Kent-Willette, a Jacksonville University professor will be on loan to the city for the two years to advocate for K-12 public education in Duval County schools.
Kent-Willette succeeded Dr. Donnie Horner, who is ending his two-year term as Brown's first education commissioner -- a senior policy adviser in the administration, reporting directly to the mayor.
As an example of the positive change possible in the position, Kent-Willette cited one of her predecessor's accomplishments.
"We have JROTC in our high schools and football in our middle schools because how successfully Dr. Donnie Horner was able to make sure they had the funding that was needed," Kent-Willette said.
Duval County School Superintendent Nikolai Vitti appreciates having someone inside City Hall looking out for the interests of school children.
"The school district and children need as many advocates as possible, and I think this partnership with the education commissioner is just another example of us working together," Vitti said.
Students who are home-schooled or enrolled in private schools are also included in the commissioner's mandate to positively effect education.
"I want a 100 percent graduation rate in our schools. I don't want any more high school dropouts," Brown said. "I want to make sure in Jacksonville we have a 50 percent of the population have a college degree. Right now it's only 25 percent."
Kent-Willette will work on making more programs like the mentoring program available to Jacksonville students.

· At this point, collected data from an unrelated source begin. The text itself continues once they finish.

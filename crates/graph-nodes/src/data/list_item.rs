//! List Item Node
//!
//! Picks one element out of a list, typed after whatever feeds it.

use async_trait::async_trait;
use node_graph::{
    DataType, NodeCategory, NodeDescriptor, NodeError, NodeLogic, PortKind, ProcessContext,
    PropertyOptions, ShapeBuilder, Value,
};

/// List Item Node
///
/// The `Item` output takes the element type of the connected list. With
/// nothing connected it keeps the type it had, so a loaded graph keeps its
/// shape until its connections are restored.
///
/// # Inputs
/// - `List` - any list, or a JSON array
///
/// # Properties
/// - `Index` - position to read; negative values count from the end
///
/// # Outputs
/// - `Item` - the element at `Index`
#[derive(Debug, Default, Clone)]
pub struct ListItemNode;

impl ListItemNode {
    pub const PORT_LIST: &'static str = "List";
    pub const PROPERTY_INDEX: &'static str = "Index";
    pub const PORT_ITEM: &'static str = "Item";
}

/// Resolve a possibly negative index against `len`
fn resolve_index(index: i64, len: usize) -> Option<usize> {
    let len = i64::try_from(len).ok()?;
    let resolved = if index < 0 { len + index } else { index };
    (0..len).contains(&resolved).then_some(resolved as usize)
}

#[async_trait]
impl NodeLogic for ListItemNode {
    fn descriptor(&self) -> NodeDescriptor {
        NodeDescriptor::new("list-item", "List Item", NodeCategory::Data)
            .with_description("Reads one element of a list")
    }

    fn declare(&self, ports: &mut ShapeBuilder<'_>) {
        ports.input(Self::PORT_LIST, DataType::Json);
        ports.property(
            Self::PROPERTY_INDEX,
            DataType::Int,
            PropertyOptions::new().default_value(0),
        );
    }

    fn configure(&self, ports: &mut ShapeBuilder<'_>) {
        let item_type = match ports.upstream_type(Self::PORT_LIST) {
            Some(upstream) => upstream.element().cloned().unwrap_or(DataType::Json),
            None => ports
                .existing(PortKind::Output, Self::PORT_ITEM)
                .and_then(|port| port.data_type().cloned())
                .unwrap_or(DataType::Json),
        };
        ports.output(Self::PORT_ITEM, item_type);
    }

    async fn process(&self, ctx: &ProcessContext<'_>) -> Result<(), NodeError> {
        let index: i64 = ctx.input_as(Self::PROPERTY_INDEX)?;

        let item = match ctx.upstream(Self::PORT_LIST) {
            Some(Value::List { items, .. }) => {
                let len = items.len();
                resolve_index(index, len)
                    .and_then(|i| items.into_iter().nth(i))
                    .ok_or_else(|| {
                        NodeError::failed(format!("Index {} out of range for {} item(s)", index, len))
                    })?
            }
            _ => {
                let json = ctx.input(Self::PORT_LIST)?.to_json();
                let array = json.as_array().ok_or_else(|| NodeError::InvalidInput {
                    port: Self::PORT_LIST.to_string(),
                    expected: DataType::list_of(DataType::Json),
                    found: DataType::Json,
                })?;
                resolve_index(index, array.len())
                    .and_then(|i| array.get(i))
                    .map(|item| Value::Json(item.clone()))
                    .ok_or_else(|| {
                        NodeError::failed(format!(
                            "Index {} out of range for {} item(s)",
                            index,
                            array.len()
                        ))
                    })?
            }
        };
        ctx.set_output(Self::PORT_ITEM, item)
    }
}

Kent-Willette is a three-time First Coast Scholar, selected to teach seminars to K-12 teachers and academic coaches at the Schultz Center for Teaching and Leadership in Duval County. She was selected as the 2008 Jacksonville University Woman of the Year, where she has taught as a professor of communications since 2001.
Kent-Willette serves as the higher education representative to the board of the Florida Associated Press Broadcasters and has been an active leader in JU's shared governance, serving as a vice chair of its Faculty Senate. She began her career as a television reporter.
The Office of the Education Commissioner is funded by public-private partnerships at no cost to taxpayers. Horner, Jacksonville University’s chief government and community affairs officer, served on loan to the city at the cost of a ceremonial $1 based on a partnership forged by Brown and former Jacksonville University President Kerry Romesburg.
“We at Jacksonville University are thrilled to be able to provide another highly skilled, passionate advocate for education to our city,” said Jacksonville University President Cost. “Dr. Horner made tremendous inroads with the community as the city’s founding education commissioner, and I have no doubt that Dr. Kent-Willette will bring the same leadership and talent to this position for our schools and residents.”